« Mozart a pris congé de nous » affirme Sylvain Fort dans son édito du mois de novembre, regrettant que les chefs d’aujourd’hui dans leur quête d’un Mozart « vérité » nous servent une sauce fouettée au détriment de la grâce qui prévalait jadis. Comme si, suivant l’exemple de Milos Forman au cinéma, ils s’acharnaient d’une baguette rageuse à biffer l’adjectif qu’on accole d’habitude au nom de Mozart : « divin ». Le syndrome Amadeus en quelque sorte. Quelle prescience ! Jean-Christophe Spinosi s’emploie à lui donner raison durant les 3 bonnes heures que dure Cosi fan tutte. Et puisqu’on parle d’épithète, « Bouillonnant » n’est-il pas celui qu’on utilise le plus souvent pour qualifier le fondateur de l’Ensemble Matheus. Hélas, cette effervescence qui apporta aux œuvres de Vivaldi une nouvelle jeunesse et valut à notre homme pressé son succès ne suffit pas dans Mozart. Attaqué dare-dare (l’ouverture est menée si vite que le public oublie de l’applaudir pensant sans doute qu’elle n’est pas encore terminée) et bringuebalé d’un tempo à un autre, le plus subtil des opéras de la trilogie Da Ponte abandonne sa perruque poudrée – c’est l’effet recherché – mais aussi une bonne partie de son charme, avec, pour toute matière sonore, un jus acide – prune et framboise écrasée – et des coups de timbales à rendre sourd. Jusqu’aux ensembles vocaux – la pierre de touche de Cosi ; jamais Mozart ne s’est autant régalé de polyphonies – dont la dentelle s’effiloche : en place mais ternes, sans relief au point de laisser penser que les chanteurs réunis s’apparient mal. Les deux sœurs finissent pourtant par se rencontrer dans un « Ah signor,son rea di morte » où affleure un soupçon de magie. Il s’agit de la dernière scène de l’opéra.

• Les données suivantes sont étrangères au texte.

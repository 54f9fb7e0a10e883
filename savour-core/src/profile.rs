//! Preference profiles: per-feature crisp targets with importance weights.
//!
//! Weights live in `0.0..=MAX_WEIGHT`. `set_preference` clamps into range;
//! `try_set_preference` rejects out-of-range input instead.

use thiserror::Error;

/// Upper bound of an importance weight.
pub const MAX_WEIGHT: f64 = 2.0;

/// A crisp target value and how much it matters.
#[derive(Debug, Clone, Copy, PartialEq)]
#[cfg_attr(feature = "serde", derive(serde::Serialize))]
pub struct Preference {
    /// Desired crisp value in the feature domain.
    pub value: f64,
    /// Importance multiplier in `0.0..=MAX_WEIGHT`.
    pub weight: f64,
}

/// Errors returned by [`PreferenceProfile::try_set_preference`].
#[derive(Debug, Clone, PartialEq, Error)]
pub enum ProfileError {
    /// The weight was not finite or outside `0.0..=MAX_WEIGHT`.
    #[error(
        "weight {weight} for feature '{feature}' must be between 0 and {max}",
        max = MAX_WEIGHT
    )]
    InvalidWeight {
        /// Feature the weight was declared for.
        feature: String,
        /// Rejected weight.
        weight: f64,
    },
    /// The target value was `NaN` or infinite.
    #[error("value {value} for feature '{feature}' must be finite")]
    NonFiniteValue {
        /// Feature the value was declared for.
        feature: String,
        /// Rejected value.
        value: f64,
    },
}

/// A user's preferences across features, in declaration order.
///
/// # Examples
/// ```
/// use savour_core::PreferenceProfile;
///
/// let profile = PreferenceProfile::new()
///     .with_preference("taste", 40.0, 1.0)
///     .with_preference("price", 10.0, 0.5);
/// assert_eq!(profile.preference("price").map(|p| p.weight), Some(0.5));
/// assert_eq!(profile.total_weight(), 1.5);
/// ```
#[derive(Debug, Clone, PartialEq, Default)]
#[cfg_attr(feature = "serde", derive(serde::Serialize))]
pub struct PreferenceProfile {
    preferences: Vec<(String, Preference)>,
}

impl PreferenceProfile {
    /// Construct an empty profile.
    #[must_use]
    pub fn new() -> Self {
        Self::default()
    }

    /// Return the preference for a feature, if present.
    ///
    /// # Examples
    /// ```
    /// use savour_core::PreferenceProfile;
    ///
    /// let profile = PreferenceProfile::new().with_preference("satiety", 90.0, 1.0);
    /// assert!(profile.preference("satiety").is_some());
    /// assert!(profile.preference("calories").is_none());
    /// ```
    #[must_use]
    pub fn preference(&self, feature: &str) -> Option<Preference> {
        self.preferences
            .iter()
            .find(|(name, _)| name == feature)
            .map(|(_, preference)| *preference)
    }

    /// Insert or update a preference.
    ///
    /// The weight is clamped into `0.0..=MAX_WEIGHT`; a `NaN` weight becomes
    /// `0.0`. Updating keeps the feature's original position.
    ///
    /// # Examples
    /// ```
    /// use savour_core::{MAX_WEIGHT, PreferenceProfile};
    ///
    /// let mut profile = PreferenceProfile::new();
    /// profile.set_preference("price", 30.0, 5.0);
    /// assert_eq!(profile.preference("price").map(|p| p.weight), Some(MAX_WEIGHT));
    /// ```
    pub fn set_preference(&mut self, feature: impl Into<String>, value: f64, weight: f64) {
        let clamped = if weight.is_nan() {
            0.0
        } else {
            weight.clamp(0.0, MAX_WEIGHT)
        };
        self.upsert(feature.into(), Preference {
            value,
            weight: clamped,
        });
    }

    /// Insert or update a preference, rejecting invalid input.
    ///
    /// # Errors
    /// Returns [`ProfileError`] when the value is not finite or the weight is
    /// not finite or outside `0.0..=MAX_WEIGHT`. The profile is unchanged on
    /// error.
    pub fn try_set_preference(
        &mut self,
        feature: impl Into<String>,
        value: f64,
        weight: f64,
    ) -> Result<(), ProfileError> {
        let name = feature.into();
        if !value.is_finite() {
            return Err(ProfileError::NonFiniteValue {
                feature: name,
                value,
            });
        }
        if !(0.0..=MAX_WEIGHT).contains(&weight) {
            return Err(ProfileError::InvalidWeight {
                feature: name,
                weight,
            });
        }
        self.upsert(name, Preference { value, weight });
        Ok(())
    }

    /// Add a preference while returning `self` for chaining.
    #[must_use]
    pub fn with_preference(mut self, feature: impl Into<String>, value: f64, weight: f64) -> Self {
        self.set_preference(feature, value, weight);
        self
    }

    /// Iterate over `(feature, preference)` pairs in declaration order.
    pub fn iter(&self) -> impl Iterator<Item = (&str, Preference)> {
        self.preferences
            .iter()
            .map(|(name, preference)| (name.as_str(), *preference))
    }

    /// Sum of all declared weights.
    #[must_use]
    pub fn total_weight(&self) -> f64 {
        self.preferences
            .iter()
            .map(|(_, preference)| preference.weight)
            .sum()
    }

    /// Number of features with a preference.
    #[must_use]
    pub fn len(&self) -> usize {
        self.preferences.len()
    }

    /// Report whether no preferences were declared.
    #[must_use]
    pub fn is_empty(&self) -> bool {
        self.preferences.is_empty()
    }

    fn upsert(&mut self, feature: String, preference: Preference) {
        if let Some(slot) = self
            .preferences
            .iter_mut()
            .find(|(name, _)| *name == feature)
        {
            slot.1 = preference;
        } else {
            self.preferences.push((feature, preference));
        }
    }
}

Véronica Cangemi auparavant aura bataillé en vain pour tenter de maîtriser une partition – redoutable – qui, bien qu’elle soit souvent confiée à un soprano, sollicite davantage le grave et le medium que l’aigu d’un extrême à l’autre de la portée. Ce n’est pas tant la dimension des intervalles que la projection dans les registres inférieurs qui pose problème à la chanteuse. Les écarts de « tempesta » dans « Come scoglio » ou de « vergogna » dans « Per pieta » (méchamment chahuté par les cors soit dit en passant) sont habilement négociés. Vivaldi, avec Spinosi justement, lui a appris à dévaler la gamme.
Rinat Shaham, voix chaude et timbrée, après quelques effets de poitrine qui rappellent plus Carmen (l’un des fleurons de son répertoire) que Dorabella, reprend ses marques pour finir en beauté avec un « E amore un ladroncello » d’une délectable immoralité.
Paolo Fanale peine lui aussi à démarrer, la voix ne trouvant sa position qu’à partir de son premier air, « Un’aura amorosa », alangui à l’excès. Deuxième prix du concours international de chant de Toulouse, doté d’un physique qui fait déjà battre les cœurs, le jeune ténor appelé pour remplacer Francesco Meli initialement prévu en Ferrando, surmonte ensuite les embûches du rôle mais doit encore faire ses preuves. Il souffre à vrai dire de la comparaison avec Luca Pisaroni qui, en pleine possession de ses moyens, campe un Guglielmo idéal dont on ne sait ce qu’il faut admirer le plus : la présence, l’interprétation ou la voix.
Belle composition aussi de Pietro Spagnoli, Don Alfonso, qui use de couleurs pour être à la fois séduisant et inquiétant. Le soprano musical mais poids plume de Yaël Azzaretti tire inévitablement Despina vers la soubrette, tout ce que la servante de Cosi ne devrait pas être…
Après Rigoletto à Bordeaux en 2007, Eric Genovese présente sa deuxième mise en scène d’opéra. L’homme de théâtre transparait derrière l’attention portée aux gestes et aux attitudes, avec un respect scrupuleux des didascalies et de la musique. Illustration plutôt qu’interprétation donc plombée par des décors qui se veulent esthétisants – la marque de Cosi depuis quelques productions (on pense à Kiarostami à Aix cette année pour les effets de perspective et aussi aux murs grèges peints à l’éponge chez Chéreau toujours à Aix) – mais qui, avec leurs deux boites pivotantes comme unique dispositif, lassent vite l’œil. L’oreille; elle, attend vainement toute la soirée de retrouver ce qui d’habitude la chavire dans Mozart et qu’un seul mot parvient à exprimer : « divin ».